Hence, the austenite carbon concentration after the partitioning step in this case is presumed to be lower than that predicted under the CCE conditions excluding carbide precipitation. As Speer pointed out, it is important to choose appropriate chemical compositions in order to avoid carbide precipitation in realizing an ideal Q&P condition. However, as some carbide formation may always occur, adequate models are required that describe such a case, thus providing a more precise estimate of the carbon concentration in austenite after the Q&P heat treatment. There is, however, currently no model dealing with the carbon partitioning behavior from martensite into austenite under conditions in which carbide precipitation occurs in martensite during the partitioning step. Therefore, this study conducts an experimental analysis of the carbon partitioning behavior from martensite into austenite accompanied by carbide precipitation inside the
martensite during a partitioning step.
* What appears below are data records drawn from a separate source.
//! Format-specific link extraction
//!
//! Extractors only parse text. They never touch the network or check whether
//! a target exists.

use once_cell::sync::Lazy;
use regex::{Regex, RegexBuilder};
use serde::Deserialize;

use crate::core::constants::files;
use crate::core::error::{DocLinksError, Result};
use crate::core::types::{Locator, RawLink};

use std::path::Path;

static MARKDOWN_LINK: Lazy<Regex> = Lazy::new(|| {
    Regex::new(r"\[([^\]]*)\]\(([^)]+)\)").expect("Failed to compile markdown link pattern")
});

static MARKDOWN_AUTOLINK: Lazy<Regex> = Lazy::new(|| {
    Regex::new(r"<(https?://[^>]+)>").expect("Failed to compile markdown autolink pattern")
});

static HTML_HREF: Lazy<Regex> = Lazy::new(|| {
    RegexBuilder::new(r#"href=["']([^"']+)["']"#)
        .case_insensitive(true)
        .build()
        .expect("Failed to compile href pattern")
});

static HTML_SRC: Lazy<Regex> = Lazy::new(|| {
    RegexBuilder::new(r#"src=["']([^"']+)["']"#)
        .case_insensitive(true)
        .build()
        .expect("Failed to compile src pattern")
});

static LATEX_HREF: Lazy<Regex> = Lazy::new(|| {
    Regex::new(r"\\href\{([^}]+)\}\{[^}]*\}").expect("Failed to compile \\href pattern")
});

static LATEX_URL: Lazy<Regex> =
    Lazy::new(|| Regex::new(r"\\url\{([^}]+)\}").expect("Failed to compile \\url pattern"));

static BARE_URL: Lazy<Regex> =
    Lazy::new(|| Regex::new(r#"https?://[^\s'"<>]+"#).expect("Failed to compile URL pattern"));

/// Characters stripped from the end of a bare URL found in code.
const TRAILING_PUNCTUATION: [char; 5] = ['.', ',', ';', ':', ')'];

/// Supported document formats.
#[derive(Debug, Clone, Copy, PartialEq, Eq, Hash, PartialOrd, Ord)]
pub enum DocumentFormat {
    Markdown,
    Notebook,
    Html,
    Latex,
}

impl DocumentFormat {
    /// Formats in scan order.
    pub const ALL: [DocumentFormat; 4] = [
        DocumentFormat::Markdown,
        DocumentFormat::Notebook,
        DocumentFormat::Html,
        DocumentFormat::Latex,
    ];

    /// Detect the format from the file extension (case-insensitive).
    pub fn from_path(path: &Path) -> Option<Self> {
        let extension = path.extension()?.to_str()?.to_ascii_lowercase();
        let extension = extension.as_str();

        if files::MARKDOWN_EXTENSIONS.contains(&extension) {
            Some(DocumentFormat::Markdown)
        } else if files::NOTEBOOK_EXTENSIONS.contains(&extension) {
            Some(DocumentFormat::Notebook)
        } else if files::HTML_EXTENSIONS.contains(&extension) {
            Some(DocumentFormat::Html)
        } else if files::LATEX_EXTENSIONS.contains(&extension) {
            Some(DocumentFormat::Latex)
        } else {
            None
        }
    }

    pub fn name(self) -> &'static str {
        match self {
            DocumentFormat::Markdown => "markdown",
            DocumentFormat::Notebook => "notebook",
            DocumentFormat::Html => "html",
            DocumentFormat::Latex => "latex",
        }
    }

    /// Extract every link occurrence from `content`, owned by `document`.
    ///
    /// Only notebooks can fail, when the container does not parse.
    pub fn extract(self, content: &str, document: &Path) -> Result<Vec<RawLink>> {
        match self {
            DocumentFormat::Markdown => Ok(extract_markdown(content, document)),
            DocumentFormat::Notebook => extract_notebook(content, document),
            DocumentFormat::Html => Ok(extract_html(content, document)),
            DocumentFormat::Latex => Ok(extract_latex(content, document)),
        }
    }
}

/// Inline `[text](target "title")` links and `<https://...>` autolinks, by line.
pub fn extract_markdown(content: &str, document: &Path) -> Vec<RawLink> {
    let mut links = Vec::new();

    for (index, line) in content.split('\n').enumerate() {
        let locator = Locator::Line(index as u64 + 1);

        for captures in MARKDOWN_LINK.captures_iter(line) {
            let text = &captures[1];
            let target = strip_title(&captures[2]);
            if target.is_empty() {
                continue;
            }
            links.push(RawLink::new(target, document, locator, text));
        }

        for captures in MARKDOWN_AUTOLINK.captures_iter(line) {
            links.push(RawLink::new(&captures[1], document, locator, ""));
        }
    }

    links
}

/// Drop a trailing quoted title: `url "Title"` -> `url`.
fn strip_title(raw: &str) -> &str {
    raw.split_whitespace()
        .next()
        .unwrap_or("")
        .trim_matches(|c| c == '"' || c == '\'')
}

#[derive(Debug, Deserialize)]
struct Notebook {
    #[serde(default)]
    cells: Vec<NotebookCell>,
}

#[derive(Debug, Deserialize)]
struct NotebookCell {
    #[serde(default)]
    cell_type: String,
    #[serde(default)]
    source: CellSource,
}

#[derive(Debug, Deserialize)]
#[serde(untagged)]
enum CellSource {
    Lines(Vec<String>),
    Text(String),
}

impl Default for CellSource {
    fn default() -> Self {
        CellSource::Text(String::new())
    }
}

impl CellSource {
    fn joined(&self) -> String {
        match self {
            CellSource::Lines(lines) => lines.concat(),
            CellSource::Text(text) => text.clone(),
        }
    }
}

/// Links from a notebook container, located by 1-based cell index.
///
/// Markdown cells go through the markdown extractor. Code cells are scanned
/// for bare absolute URLs only.
pub fn extract_notebook(content: &str, document: &Path) -> Result<Vec<RawLink>> {
    let notebook: Notebook = serde_json::from_str(content).map_err(|e| {
        DocLinksError::Parse(format!("Could not parse {}: {e}", document.display()))
    })?;

    let mut links = Vec::new();

    for (index, cell) in notebook.cells.iter().enumerate() {
        let locator = Locator::Cell(index as u64 + 1);
        let source = cell.source.joined();

        match cell.cell_type.as_str() {
            "markdown" => {
                links.extend(extract_markdown(&source, document).into_iter().map(|mut link| {
                    link.locator = locator;
                    link
                }));
            }
            "code" => {
                for found in BARE_URL.find_iter(&source) {
                    let target = found.as_str().trim_end_matches(TRAILING_PUNCTUATION);
                    links.push(RawLink::new(target, document, locator, ""));
                }
            }
            _ => {}
        }
    }

    Ok(links)
}

/// The markdown text of a notebook, cells joined by newlines.
pub fn notebook_markdown(content: &str) -> Result<String> {
    let notebook: Notebook = serde_json::from_str(content)?;

    Ok(notebook
        .cells
        .iter()
        .filter(|cell| cell.cell_type == "markdown")
        .map(|cell| cell.source.joined())
        .collect::<Vec<_>>()
        .join("\n"))
}

/// `href` and `src` attribute values, by line.
pub fn extract_html(content: &str, document: &Path) -> Vec<RawLink> {
    extract_by_line(content, document, &[&*HTML_HREF, &*HTML_SRC])
}

/// `\href{target}{text}` and `\url{target}`, by line.
pub fn extract_latex(content: &str, document: &Path) -> Vec<RawLink> {
    extract_by_line(content, document, &[&*LATEX_HREF, &*LATEX_URL])
}

fn extract_by_line(content: &str, document: &Path, patterns: &[&Regex]) -> Vec<RawLink> {
    let mut links = Vec::new();

    for (index, line) in content.split('\n').enumerate() {
        let locator = Locator::Line(index as u64 + 1);
        for pattern in patterns {
            for captures in pattern.captures_iter(line) {
                links.push(RawLink::new(&captures[1], document, locator, ""));
            }
        }
    }

    links
}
A modified CCE model is introduced to explain the experimental results.

More specific, since the carbon partitioning from martensite into austenite in the quenching and partitioning (Q&P) process has been suggested to be controlled by the constrained carbon equilibrium (CCE) criterion we study here the details of this mechanism. The CCE model defines an approach for predicting the carbon concentration in austenite under the condition that competing reactions such as carbide formation and bainite transformation are suppressed. Carbide precipitation in martensite is, however, often observed during the partitioning step, even in low-carbon steels as well as in high-carbon steels, even when containing a high amount of Si. Therefore, carbon partitioning from martensite into austenite is studied here, considering carbide precipitation in martensite. Carbon partitioning was investigated by means of a field-emission electron probe micro analysis (FE-EPMA) and atom probe tomography (APT), using 1.07 wt.% and 0.59 wt.% carbon steels with various martensite volume fractions. Carbon partitioning from martensite to austenite was clearly observed in all specimens, even though a considerable amount of carbide precipitated inside the martensite. The austenite carbon concentration after the partitioning

step was not influenced by either the martensite volume fraction or the bulk carbon content. A modified model for predicting the austenite carbon concentration after the partitioning step was proposed to explain the experimental results by assuming carbon equilibria between austenite,
ferrite and cementite under a constrained condition.